Wednesday, July 7, 2010

The Face of Empathy

If you've ever known an older couple who just look like they fit together, you aren't just imagining it. Our bodies are wired to recognize and mirror the emotions of others, including the physical way those emotions manifest, and this results in these similarities, according to biologist Frans de Waal in his book The Age of Empathy: Nature's Lessons for a Kinder Society:

Mood transfer via facial expressions and body language is so powerful that people doing it on a daily basis literally start to look alike. This has been tested with portraits of longtime couples: One set of pictures was taken on their wedding day and another set twenty-five years later. Presented with separate portraits of these men and women, human subjects were asked to match them on similarity. For the set taken at an older age, they had no trouble deciding who was married to whom. But for the pictures taken at a younger age, subjects flunked the task. Married couples resemble each other, therefore, not because they pick partners who look like them, but because their features converge over the years. The similarity was strongest for couples who reported the greatest happiness.
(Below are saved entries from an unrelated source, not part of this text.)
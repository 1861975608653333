//! flagcache - client-side feature flag cache.
//!
//! Fetches boolean feature flags from a remote authority, keeps the last
//! known-good set in memory and serves synchronous, fail-closed lookups to
//! any number of consumers.
//!
//! - `api`: `FlagFetcher` trait and the reqwest-based `FlagClient`
//! - `cache`: `FlagCache`, the in-memory store
//! - `service`: `FlagService` (initial load, auto-refresh, single-flight
//!   refresh, per-user checks) and snapshot subscriptions
//! - `monitor`: `StatusMonitor`, an independently polling status view
//!
//! ```no_run
//! use std::sync::Arc;
//! use flagcache_core::{FlagClient, FlagService, FlagServiceConfig};
//!
//! # async fn example() -> anyhow::Result<()> {
//! let client = FlagClient::new("https://flags.example.com/api")?.with_token("token".into());
//! let flags = FlagService::start(Arc::new(client), FlagServiceConfig::default());
//! flags.refresh().await.ok();
//! if flags.is_enabled("new-ui") {
//!     // ...
//! }
//! # Ok(())
//! # }
//! ```

pub mod api;
pub mod cache;
pub mod config;
pub mod models;
pub mod monitor;
pub mod service;
pub mod utils;

#[cfg(test)]
pub(crate) mod testing;

pub use api::{FlagClient, FlagError, FlagFetcher};
pub use cache::FlagCache;
pub use config::Config;
pub use models::{FeatureFlag, FlagState};
pub use monitor::{MonitorConfig, StatusMonitor, StatusReport};
pub use service::{FlagService, FlagServiceConfig, FlagSnapshot, FlagSubscription, ServiceState};
use thiserror::Error;

/// Errors produced while talking to the flag authority.
///
/// `Clone` and `PartialEq` so that one failed refresh can be handed to every
/// caller waiting on it and stored in published snapshots.
#[derive(Error, Debug, Clone, PartialEq, Eq)]
pub enum FlagError {
    #[error("Network error: {0}")]
    Network(String),

    #[error("Invalid response: {0}")]
    Protocol(String),

    #[error("Unknown feature flag: {0}")]
    UnknownFlag(String),

    #[error("Unauthorized - token may be expired")]
    Unauthorized,

    #[error("Access denied: {0}")]
    AccessDenied(String),

    #[error("Rate limited - please wait before retrying")]
    RateLimited,

    #[error("Server error: {0}")]
    Server(String),

    #[error("Unexpected status {status}: {body}")]
    Status { status: u16, body: String },

    #[error("Refresh task failed: {0}")]
    TaskFailed(String),

    #[error("Flag service has been shut down")]
    Shutdown,
}

/// Maximum length for error response bodies in error messages
const MAX_ERROR_BODY_LENGTH: usize = 500;

impl FlagError {
    /// Truncate a response body to avoid logging excessive data
    fn truncate_body(body: &str) -> String {
        if body.len() <= MAX_ERROR_BODY_LENGTH {
            body.to_string()
        } else {
            let mut end = MAX_ERROR_BODY_LENGTH;
            while !body.is_char_boundary(end) {
                end -= 1;
            }
            format!("{}... (truncated, {} total bytes)", &body[..end], body.len())
        }
    }

    /// Map a non-success status. `flag` names the flag for per-name
    /// endpoints, where a 404 means the authority does not know it.
    pub fn from_status(status: reqwest::StatusCode, body: &str, flag: Option<&str>) -> Self {
        let truncated = Self::truncate_body(body);
        match status.as_u16() {
            401 => FlagError::Unauthorized,
            403 => FlagError::AccessDenied(truncated),
            404 => match flag {
                Some(name) => FlagError::UnknownFlag(name.to_string()),
                None => FlagError::Status { status: 404, body: truncated },
            },
            429 => FlagError::RateLimited,
            500..=599 => FlagError::Server(truncated),
            code => FlagError::Status { status: code, body: truncated },
        }
    }

    pub fn is_network(&self) -> bool {
        matches!(self, FlagError::Network(_))
    }

    pub fn is_protocol(&self) -> bool {
        matches!(self, FlagError::Protocol(_))
    }
}

impl From<reqwest::Error> for FlagError {
    fn from(err: reqwest::Error) -> Self {
        if err.is_decode() {
            FlagError::Protocol(err.to_string())
        } else {
            FlagError::Network(err.to_string())
        }
    }
}

impl From<serde_json::Error> for FlagError {
    fn from(err: serde_json::Error) -> Self {
        FlagError::Protocol(err.to_string())
    }
}

#[cfg(test)]
mod tests {
    use super::*;
    use reqwest::StatusCode;

    #[test]
    fn test_from_status_mapping() {
        assert_eq!(
            FlagError::from_status(StatusCode::UNAUTHORIZED, "", None),
            FlagError::Unauthorized
        );
        assert_eq!(
            FlagError::from_status(StatusCode::TOO_MANY_REQUESTS, "", None),
            FlagError::RateLimited
        );
        assert_eq!(
            FlagError::from_status(StatusCode::BAD_GATEWAY, "upstream", None),
            FlagError::Server("upstream".to_string())
        );
        assert_eq!(
            FlagError::from_status(StatusCode::FORBIDDEN, "nope", None),
            FlagError::AccessDenied("nope".to_string())
        );
    }

    #[test]
    fn test_not_found_is_unknown_flag_only_for_named_lookups() {
        assert_eq!(
            FlagError::from_status(StatusCode::NOT_FOUND, "", Some("beta")),
            FlagError::UnknownFlag("beta".to_string())
        );
        assert!(matches!(
            FlagError::from_status(StatusCode::NOT_FOUND, "", None),
            FlagError::Status { status: 404, .. }
        ));
    }

    #[test]
    fn test_long_bodies_are_truncated() {
        let body = "x".repeat(2000);
        match FlagError::from_status(StatusCode::INTERNAL_SERVER_ERROR, &body, None) {
            FlagError::Server(msg) => {
                assert!(msg.len() < 600);
                assert!(msg.contains("2000 total bytes"));
            }
            other => panic!("unexpected error: {other:?}"),
        }
    }
}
Daily sharing of emotions apparently leads one partner to "internalize" the other, and vice versa, to the point that anyone can see how much they belong together.

While I certainly don't want my wife to begin "converging" toward my own ugly mug, I do think there's something beautiful and profound about this scientific evidence. It shows that the connections between us reach every level, down into our very flesh.

Despite being profoundly (and thankfully) emotional and mental, love is also, if you'll pardon the phrase, skin deep.